Instructions for the task → Only the lines that contain the string "filename" belong in the answer; pull them from the records.

═════ Supplied data ═════

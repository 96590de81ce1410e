//! Events Router

use std::sync::Arc;

use axum::{Router, routing::get};

use crate::domain::EventTemplateRegistry;
use crate::presentation::handlers::{self, EventsAppState};

/// Router over the process-wide default registry
pub fn events_router() -> Router {
    events_router_with(Arc::new(EventTemplateRegistry::defaults().clone()))
}

/// Router over a caller-supplied registry
pub fn events_router_with(registry: Arc<EventTemplateRegistry>) -> Router {
    let state = EventsAppState { registry };

    Router::new()
        .route("/defaults", get(handlers::list_defaults))
        .route("/defaults/{slug}", get(handlers::get_default))
        .route("/link", get(handlers::booking_link))
        .with_state(state)
}

#[cfg(test)]
mod tests {
    use super::*;
    use axum::body::{Body, to_bytes};
    use axum::http::{Request, StatusCode};
    use tower::ServiceExt;

    async fn get_json(uri: &str) -> (StatusCode, serde_json::Value) {
        let response = events_router()
            .oneshot(Request::builder().uri(uri).body(Body::empty()).unwrap())
            .await
            .unwrap();
        let status = response.status();
        let bytes = to_bytes(response.into_body(), usize::MAX).await.unwrap();
        (status, serde_json::from_slice(&bytes).unwrap())
    }

    #[tokio::test]
    async fn test_list_defaults() {
        let (status, body) = get_json("/defaults").await;
        assert_eq!(status, StatusCode::OK);
        let templates = body["templates"].as_array().unwrap();
        assert_eq!(templates.len(), 3);
        assert_eq!(templates[2]["slug"], "60min");
    }

    #[tokio::test]
    async fn test_get_default_falls_back() {
        let (status, body) = get_json("/defaults/does-not-exist").await;
        assert_eq!(status, StatusCode::OK);
        assert_eq!(body["durationMinutes"], 15);

        let (_, body) = get_json("/defaults/30min").await;
        assert_eq!(body["title"], "30min");
    }

    #[tokio::test]
    async fn test_booking_link() {
        let (status, body) = get_json("/link?users=alice,bob&slug=intro").await;
        assert_eq!(status, StatusCode::OK);
        assert_eq!(body["path"], "/alice+bob/intro");
        assert_eq!(body["groupLabel"], "alice,bob");
    }

    #[tokio::test]
    async fn test_booking_link_without_users_is_bad_request() {
        let (status, body) = get_json("/link?slug=intro").await;
        assert_eq!(status, StatusCode::BAD_REQUEST);
        assert_eq!(body["code"], "invalid-argument");
    }
}
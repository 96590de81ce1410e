//! Events Error Types

use axum::response::{IntoResponse, Response};
use kernel::error::{app_error::AppError, kind::ErrorKind};
use thiserror::Error;

pub type EventsResult<T> = Result<T, EventsError>;

#[derive(Debug, Clone, PartialEq, Eq, Error)]
pub enum EventsError {
    /// Caller broke an operation's contract (e.g. empty host list)
    #[error("Invalid argument: {0}")]
    InvalidArgument(String),
}

impl EventsError {
    pub fn kind(&self) -> ErrorKind {
        match self {
            EventsError::InvalidArgument(_) => ErrorKind::BadRequest,
        }
    }

    pub fn to_app_error(&self) -> AppError {
        AppError::new(self.kind(), self.to_string()).with_code("invalid-argument")
    }
}

impl IntoResponse for EventsError {
    fn into_response(self) -> Response {
        tracing::debug!(error = %self, "Events request rejected");
        self.to_app_error().into_response()
    }
}
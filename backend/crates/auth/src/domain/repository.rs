//! Repository Traits
//!
//! Read access to stored users. Implementations live in the infra layer.

use crate::domain::entity::UserRecord;
use crate::domain::value_object::Email;
use crate::error::AuthResult;

/// User lookup used by sign-in
#[trait_variant::make(UserRepository: Send)]
pub trait LocalUserRepository {
    /// Find a user by (normalized) email
    async fn find_by_email(&self, email: &Email) -> AuthResult<Option<UserRecord>>;
}
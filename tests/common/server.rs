//! Mock REST backend served by axum on an ephemeral port.

use std::sync::Arc;

use axum::Router;
use axum::extract::State;
use axum::http::{HeaderMap, Method, StatusCode, Uri, header};
use leadboard::remote::{CredentialProvider, HttpBackend};
use parking_lot::Mutex;
use url::Url;

/// One request as seen by the mock server.
#[derive(Debug, Clone)]
pub struct Seen {
    pub method: String,
    pub path: String,
    pub query: Vec<(String, String)>,
    pub authorization: Option<String>,
    pub body: Option<serde_json::Value>,
}

#[derive(Clone, Default)]
pub struct RequestLog(Arc<Mutex<Vec<Seen>>>);

impl RequestLog {
    pub fn push(&self, seen: Seen) {
        self.0.lock().push(seen);
    }

    pub fn all(&self) -> Vec<Seen> {
        self.0.lock().clone()
    }

    pub fn len(&self) -> usize {
        self.0.lock().len()
    }
}

pub type Responder = Arc<dyn Fn(&Seen) -> (StatusCode, String) + Send + Sync>;

#[derive(Clone)]
struct MockState {
    log: RequestLog,
    respond: Responder,
}

async fn handle(
    State(state): State<MockState>,
    method: Method,
    uri: Uri,
    headers: HeaderMap,
    body: String,
) -> (StatusCode, String) {
    let seen = Seen {
        method: method.to_string(),
        path: uri.path().to_string(),
        query: url::form_urlencoded::parse(uri.query().unwrap_or("").as_bytes())
            .into_owned()
            .collect(),
        authorization: headers
            .get(header::AUTHORIZATION)
            .and_then(|v| v.to_str().ok())
            .map(str::to_string),
        body: serde_json::from_str(&body).ok(),
    };
    let response = (state.respond)(&seen);
    state.log.push(seen);
    response
}

/// Serve a catch-all mock whose responses come from `respond`.
pub async fn spawn_mock(
    respond: impl Fn(&Seen) -> (StatusCode, String) + Send + Sync + 'static,
) -> (Url, RequestLog) {
    let log = RequestLog::default();
    let state = MockState {
        log: log.clone(),
        respond: Arc::new(respond),
    };
    let router = Router::new().fallback(handle).with_state(state);
    (spawn_server(router).await, log)
}

/// Serve `router` on 127.0.0.1 and return the API base URL (`/api/`).
pub async fn spawn_server(router: Router) -> Url {
    let listener = tokio::net::TcpListener::bind("127.0.0.1:0")
        .await
        .expect("bind mock server");
    let addr = listener.local_addr().expect("mock server address");
    tokio::spawn(async move {
        axum::serve(listener, router).await.expect("mock server");
    });
    Url::parse(&format!("http://{addr}/api/")).expect("base url")
}

/// A backend for `base` that bypasses any proxy configured in the environment.
pub fn backend(base: Url, credentials: Arc<dyn CredentialProvider>) -> HttpBackend {
    let client = reqwest::Client::builder()
        .no_proxy()
        .build()
        .expect("reqwest client");
    HttpBackend::new(base, credentials).with_client(client)
}
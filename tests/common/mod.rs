#![allow(dead_code)]

pub mod backend;
pub mod server;

use std::fs;
use std::path::PathBuf;
use std::process::{Command, Output};
use tempfile::TempDir;

pub fn leadboard_binary() -> &'static str {
    env!("CARGO_BIN_EXE_leadboard")
}

/// Helper struct to run leadboard commands in an isolated temp directory
pub struct LeadboardTest {
    pub temp_dir: TempDir,
    envs: Vec<(String, String)>,
}

impl LeadboardTest {
    pub fn new() -> Self {
        let temp_dir = TempDir::new().expect("Failed to create temp directory");
        LeadboardTest {
            temp_dir,
            envs: Vec::new(),
        }
    }

    /// Set an extra environment variable for every command run.
    pub fn env(mut self, key: &str, value: &str) -> Self {
        self.envs.push((key.to_string(), value.to_string()));
        self
    }

    pub fn config_path(&self) -> PathBuf {
        self.temp_dir.path().join(".leadboard").join("config.yaml")
    }

    pub fn run(&self, args: &[&str]) -> Output {
        let mut command = Command::new(leadboard_binary());
        command
            .args(args)
            .current_dir(self.temp_dir.path())
            .env("LEADBOARD_CONFIG", self.config_path())
            .env_remove("LEADBOARD_ROOT")
            .env_remove("LEADBOARD_BASE_URL")
            .env_remove("LEADBOARD_TOKEN")
            .env_remove("LEADBOARD_LOG")
            .env("NO_PROXY", "127.0.0.1,localhost")
            .env("NO_COLOR", "1");
        for (key, value) in &self.envs {
            command.env(key, value);
        }
        command.output().expect("Failed to execute leadboard command")
    }

    pub fn run_success(&self, args: &[&str]) -> String {
        let output = self.run(args);
        if !output.status.success() {
            panic!(
                "Command {:?} failed with status {:?}\nstdout: {}\nstderr: {}",
                args,
                output.status,
                String::from_utf8_lossy(&output.stdout),
                String::from_utf8_lossy(&output.stderr)
            );
        }
        String::from_utf8_lossy(&output.stdout).to_string()
    }

    pub fn run_failure(&self, args: &[&str]) -> String {
        let output = self.run(args);
        assert!(
            !output.status.success(),
            "Expected command {:?} to fail, but it succeeded",
            args
        );
        String::from_utf8_lossy(&output.stderr).to_string()
    }

    pub fn write_config(&self, content: &str) {
        let path = self.config_path();
        fs::create_dir_all(path.parent().expect("config path has a parent"))
            .expect("Failed to create .leadboard directory");
        fs::write(path, content).expect("Failed to write config file");
    }

    pub fn read_config(&self) -> Option<String> {
        fs::read_to_string(self.config_path()).ok()
    }
}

═════

Response area →
filename backend/crates/auth/src/domain/repository.rs
filename tests/common/server.rs
filename tests/common/mod.rs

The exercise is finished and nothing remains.